▶ **What to produce**
Search the material for the string "PlyResult", then show every line where it turns up.

◇ ◇ ◇

//! # Decimal Precision
//!
//! All elastic constants are fixed-point decimals. Moduli and constituent
//! Poisson ratios carry 3 decimal places, the effective major Poisson ratio
//! carries 4, and the fiber volume fraction grid is stored at 4.
//!
//! Quantization rounds half away from zero and then pins the scale, so
//! `2.8` becomes `2.800` and `46.51162…` becomes `46.512`.
//!
//! ```rust
//! use ply_core::precision::{quantize, MODULUS_SCALE};
//! use rust_decimal::Decimal;
//!
//! let e = quantize(Decimal::new(28, 1), MODULUS_SCALE);
//! assert_eq!(e.to_string(), "2.800");
//! ```

use rust_decimal::prelude::*;

use crate::errors::{PlyError, PlyResult};

/// Decimal places for moduli and constituent Poisson ratios
pub const MODULUS_SCALE: u32 = 3;

/// Decimal places for the effective major Poisson ratio
pub const EFFECTIVE_RATIO_SCALE: u32 = 4;

/// Decimal places of the stored fiber volume fraction grid
pub const FRACTION_SCALE: u32 = 4;

/// Decimal places a requested fraction is rounded to before grid lookup
pub const LOOKUP_SCALE: u32 = 2;

/// Round to `scale` places (half away from zero) and fix the scale.
pub fn quantize(value: Decimal, scale: u32) -> Decimal {
    let mut q = value.round_dp_with_strategy(scale, RoundingStrategy::MidpointAwayFromZero);
    q.rescale(scale);
    q
}

/// Checked division that reports a degenerate denominator against `field`.
pub(crate) fn checked_ratio(numerator: Decimal, denominator: Decimal, field: &str) -> PlyResult<Decimal> {
    numerator.checked_div(denominator).ok_or_else(|| {
        PlyError::invalid_argument(
            field,
            format!("{} / {}", numerator, denominator),
            "Closure denominator is zero or the quotient overflows",
        )
    })
}
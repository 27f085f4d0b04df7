//! Effective ply properties and fraction queries

use serde::{Deserialize, Serialize};

use crate::precision::{EFFECTIVE_RATIO_SCALE, MODULUS_SCALE};

/// One of the six homogenized properties an estimator produces.
#[derive(Debug, Clone, Copy, PartialEq, Eq, Hash, Serialize, Deserialize)]
pub enum EffectiveProperty {
    /// E1*
    AxialYoungsModulus,
    /// E2*
    TransverseYoungsModulus,
    /// G12*
    AxialShearModulus,
    /// G23*
    TransverseShearModulus,
    /// v12*
    MajorPoissonsRatio,
    /// K23*
    PlaneStrainBulkModulus,
}

impl EffectiveProperty {
    /// All properties in report column order
    pub const ALL: [EffectiveProperty; 6] = [
        EffectiveProperty::AxialYoungsModulus,
        EffectiveProperty::TransverseYoungsModulus,
        EffectiveProperty::AxialShearModulus,
        EffectiveProperty::TransverseShearModulus,
        EffectiveProperty::MajorPoissonsRatio,
        EffectiveProperty::PlaneStrainBulkModulus,
    ];

    /// Short engineering symbol (e.g., "E1", "v12")
    pub fn symbol(&self) -> &'static str {
        match self {
            EffectiveProperty::AxialYoungsModulus => "E1",
            EffectiveProperty::TransverseYoungsModulus => "E2",
            EffectiveProperty::AxialShearModulus => "G12",
            EffectiveProperty::TransverseShearModulus => "G23",
            EffectiveProperty::MajorPoissonsRatio => "v12",
            EffectiveProperty::PlaneStrainBulkModulus => "K23",
        }
    }

    /// Get display name
    pub fn display_name(&self) -> &'static str {
        match self {
            EffectiveProperty::AxialYoungsModulus => "Axial Young's Modulus",
            EffectiveProperty::TransverseYoungsModulus => "Transverse Young's Modulus",
            EffectiveProperty::AxialShearModulus => "Axial Shear Modulus",
            EffectiveProperty::TransverseShearModulus => "Transverse Shear Modulus",
            EffectiveProperty::MajorPoissonsRatio => "Major Poisson's Ratio",
            EffectiveProperty::PlaneStrainBulkModulus => "Plane-Strain Bulk Modulus",
        }
    }

    /// Decimal places the property is stored at
    pub fn scale(&self) -> u32 {
        match self {
            EffectiveProperty::MajorPoissonsRatio => EFFECTIVE_RATIO_SCALE,
            _ => MODULUS_SCALE,
        }
    }

    /// Parse a symbol, case-insensitive
    pub fn from_symbol(s: &str) -> Option<Self> {
        Self::ALL
            .into_iter()
            .find(|p| p.symbol().eq_ignore_ascii_case(s.trim()))
    }
}

impl std::fmt::Display for EffectiveProperty {
    fn fmt(&self, f: &mut std::fmt::Formatter<'_>) -> std::fmt::Result {
        write!(f, "{}", self.display_name())
    }
}

/// Which samples of a property sweep to return.
#[derive(Debug, Clone, Copy, PartialEq, Default, Serialize, Deserialize)]
pub enum FractionQuery {
    /// All 101 samples
    #[default]
    All,
    /// The single sample at a fraction
    At(f64),
    /// Every sample from `min` to `max`, inclusive
    Range(f64, f64),
}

◇ ◇ ◇

▶ **Output of the task**
use crate::errors::{PlyError, PlyResult};
pub(crate) fn checked_ratio(numerator: Decimal, denominator: Decimal, field: &str) -> PlyResult<Decimal> {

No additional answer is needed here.